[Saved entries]
※

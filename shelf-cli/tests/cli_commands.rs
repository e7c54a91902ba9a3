use std::fs;
use std::path::{Path, PathBuf};

use assert_cmd::Command;
use predicates::prelude::*;
use tempfile::TempDir;

use shelf_core::{config, paths, RepoPath, SyncConfig};
use shelf_sync::{fingerprint_of, ChangeCache};

fn shelf(home: &Path) -> Command {
    let mut cmd = Command::cargo_bin("shelf").expect("shelf binary");
    cmd.env("HOME", home)
        .env("USERPROFILE", home)
        .env("NO_COLOR", "1")
        .env_remove("SHELF_GITHUB_TOKEN")
        .env_remove("RUST_LOG");
    cmd
}

fn library(home: &Path) -> PathBuf {
    let dir = home.join("code");
    fs::create_dir_all(&dir).unwrap();
    dir
}

fn write_config(home: &Path, library: &Path, token: &str) {
    let config = SyncConfig {
        github_token: token.to_string(),
        owner: "octo".into(),
        repo: "library".into(),
        library_path: library.to_path_buf(),
        ..SyncConfig::default()
    };
    config::save_at(home, &config).expect("save config");
}

#[test]
fn dry_run_prints_plan_and_writes_nothing() {
    let home = TempDir::new().unwrap();
    let lib = library(home.path());
    fs::write(lib.join("a.py"), "new").unwrap();
    fs::write(lib.join("b.py"), "same").unwrap();
    fs::write(lib.join("c.py"), "edited").unwrap();
    write_config(home.path(), &lib, "");

    let cache_path = paths::default_cache_path(home.path());
    let mut cache = ChangeCache::load(&cache_path);
    cache.commit(RepoPath::from("b.py"), fingerprint_of(b"same"));
    cache.commit(RepoPath::from("c.py"), fingerprint_of(b"original"));
    cache.save().unwrap();
    let before = fs::read(&cache_path).unwrap();

    shelf(home.path())
        .args(["run", "--dry-run"])
        .assert()
        .success()
        .stdout(predicate::str::contains(
            "[dry-run] 1 to create, 1 to update, 1 unchanged, 0 skipped",
        ))
        .stdout(predicate::str::contains("a.py"))
        .stdout(predicate::str::contains("unchanged"));

    assert_eq!(fs::read(&cache_path).unwrap(), before, "cache must be untouched");
    let log = fs::read_to_string(paths::sync_log_path(home.path())).expect("sync.log");
    assert!(log.contains("would create: a.py"), "log was: {log}");
    assert!(log.contains("would update: c.py"));
}

#[test]
fn dry_run_with_explicit_config_path() {
    let home = TempDir::new().unwrap();
    let lib = library(home.path());
    fs::write(lib.join("only.rs"), "fn main() {}").unwrap();
    let elsewhere = home.path().join("alt.yaml");
    let config = SyncConfig {
        library_path: lib,
        ..SyncConfig::default()
    };
    config::save_to(&elsewhere, &config).unwrap();

    shelf(home.path())
        .args(["run", "--dry-run", "--config"])
        .arg(&elsewhere)
        .assert()
        .success()
        .stdout(predicate::str::contains("1 to create"));
}

#[test]
fn run_without_config_is_fatal() {
    let home = TempDir::new().unwrap();
    shelf(home.path())
        .arg("run")
        .assert()
        .code(2)
        .stderr(predicate::str::contains("shelf setup"));
}

#[test]
fn run_with_missing_token_is_fatal() {
    let home = TempDir::new().unwrap();
    let lib = library(home.path());
    write_config(home.path(), &lib, "");

    shelf(home.path())
        .arg("run")
        .assert()
        .code(2)
        .stderr(predicate::str::contains("github_token"));
}

#[test]
fn setup_with_flags_writes_private_config() {
    let home = TempDir::new().unwrap();
    let lib = library(home.path());

    shelf(home.path())
        .args(["setup", "--token", "ghp_x", "--owner", "octo", "--repo", "notes", "--library"])
        .arg(&lib)
        .assert()
        .success()
        .stdout(predicate::str::contains("saved"));

    let saved = config::load_from(&paths::config_path(home.path())).unwrap();
    assert_eq!(saved.owner, "octo");
    assert_eq!(saved.repo, "notes");
    assert_eq!(saved.library_path, lib);
    assert_eq!(saved.branch, "main");

    #[cfg(unix)]
    {
        use std::os::unix::fs::PermissionsExt;
        let mode = fs::metadata(paths::config_path(home.path()))
            .unwrap()
            .permissions()
            .mode();
        assert_eq!(mode & 0o777, 0o600);
    }
}

#[test]
fn setup_prompts_on_stdin() {
    let home = TempDir::new().unwrap();
    let lib = library(home.path());

    shelf(home.path())
        .arg("setup")
        .write_stdin(format!("ghp_y\nocto\nrepo\n{}\n\n", lib.display()))
        .assert()
        .success();

    let saved = config::load_from(&paths::config_path(home.path())).unwrap();
    assert_eq!(saved.github_token, "ghp_y");
    assert_eq!(saved.library_path, lib);
}

#[test]
fn status_reports_tracked_files_as_json() {
    let home = TempDir::new().unwrap();
    let mut cache = ChangeCache::load(paths::default_cache_path(home.path()));
    cache.commit(RepoPath::from("a.py"), fingerprint_of(b"a"));
    cache.commit(RepoPath::from("b.py"), fingerprint_of(b"b"));
    cache.save().unwrap();

    let output = shelf(home.path())
        .args(["status", "--json"])
        .output()
        .unwrap();
    assert!(output.status.success());
    let report: serde_json::Value = serde_json::from_slice(&output.stdout).unwrap();
    assert_eq!(report["files"], 2);
    assert_eq!(report["cache_state"], "ok");
    assert_eq!(report["recent"].as_array().unwrap().len(), 2);
}

#[test]
fn status_without_history_says_never() {
    let home = TempDir::new().unwrap();
    shelf(home.path())
        .arg("status")
        .assert()
        .success()
        .stdout(predicate::str::contains("never"));
}

#[test]
fn schedule_show_renders_every_backend() {
    let home = TempDir::new().unwrap();
    shelf(home.path())
        .args(["schedule", "show", "--hour", "6", "--minute", "30"])
        .assert()
        .success()
        .stdout(predicate::str::contains("30 6 * * *"))
        .stdout(predicate::str::contains("OnCalendar=*-*-* 06:30:00"))
        .stdout(predicate::str::contains("StartCalendarInterval"))
        .stdout(predicate::str::contains("/sc daily /st 06:30"));
}

#[test]
fn schedule_rejects_invalid_time() {
    let home = TempDir::new().unwrap();
    shelf(home.path())
        .args(["schedule", "show", "--hour", "24"])
        .assert()
        .code(2)
        .stderr(predicate::str::contains("invalid run time"));
}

※

Exercise: Task for the records above: copy every line in which the word "PathBuf" occurs.

Response:
use std::path::{Path, PathBuf};
fn library(home: &Path) -> PathBuf {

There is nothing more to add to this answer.